= Beginning of Section =

impl PgStore {
    async fn fetch_message_in(
        tx: &mut Transaction<'_, Postgres>,
        id: Uuid,
        for_update: bool,
    ) -> Result<Message> {
        let lock = if for_update { " FOR UPDATE" } else { "" };
        let query = format!(
            "SELECT {} FROM messages WHERE id = $1{}",
            MESSAGE_COLS, lock
        );
        let row = sqlx::query(&query)
            .bind(id)
            .fetch_optional(&mut **tx)
            .await
            .map_err(Error::Database)?;
        row.map(map_message).ok_or(Error::MessageNotFound(id))
    }

    async fn unread_for_user_query(&self, user_id: Uuid) -> Result<Vec<Message>> {
        let query = format!(
            "SELECT {} FROM messages m \
             WHERE m.is_read = FALSE AND m.sender_id <> $1 \
               AND EXISTS (SELECT 1 FROM conversation_participants cp \
                           WHERE cp.conversation_id = m.conversation_id AND cp.user_id = $1) \
             ORDER BY m.created_at DESC, m.id DESC \
             LIMIT $2",
            MESSAGE_COLS_M
        );
        let rows = sqlx::query(&query)
            .bind(user_id)
            .bind(UNREAD_FETCH_LIMIT)
            .fetch_all(&self.pool)
            .await
            .map_err(Error::Database)?;
        Ok(rows.into_iter().map(map_message).collect())
    }

    async fn unread_between_query(&self, user_id: Uuid, partner_id: Uuid) -> Result<Vec<Message>> {
        let query = format!(
            "SELECT {} FROM messages m \
             JOIN conversations c ON c.id = m.conversation_id \
             WHERE c.is_group = FALSE AND m.is_read = FALSE AND m.sender_id = $2 \
               AND EXISTS (SELECT 1 FROM conversation_participants cp \
                           WHERE cp.conversation_id = m.conversation_id AND cp.user_id = $1) \
             ORDER BY m.created_at ASC, m.id ASC \
             LIMIT $3",
            MESSAGE_COLS_M
        );
        let rows = sqlx::query(&query)
            .bind(user_id)
            .bind(partner_id)
            .bind(UNREAD_FETCH_LIMIT)
            .fetch_all(&self.pool)
            .await
            .map_err(Error::Database)?;
        Ok(rows.into_iter().map(map_message).collect())
    }
}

= End of Section =

Return exactly the leading lines of the listing, stopping after the line in which "WHERE m.is_read = FALSE" occurs.

impl PgStore {
    async fn fetch_message_in(
        tx: &mut Transaction<'_, Postgres>,
        id: Uuid,
        for_update: bool,
    ) -> Result<Message> {
        let lock = if for_update { " FOR UPDATE" } else { "" };
        let query = format!(
            "SELECT {} FROM messages WHERE id = $1{}",
            MESSAGE_COLS, lock
        );
        let row = sqlx::query(&query)
            .bind(id)
            .fetch_optional(&mut **tx)
            .await
            .map_err(Error::Database)?;
        row.map(map_message).ok_or(Error::MessageNotFound(id))
    }

    async fn unread_for_user_query(&self, user_id: Uuid) -> Result<Vec<Message>> {
        let query = format!(
            "SELECT {} FROM messages m \
             WHERE m.is_read = FALSE AND m.sender_id <> $1 \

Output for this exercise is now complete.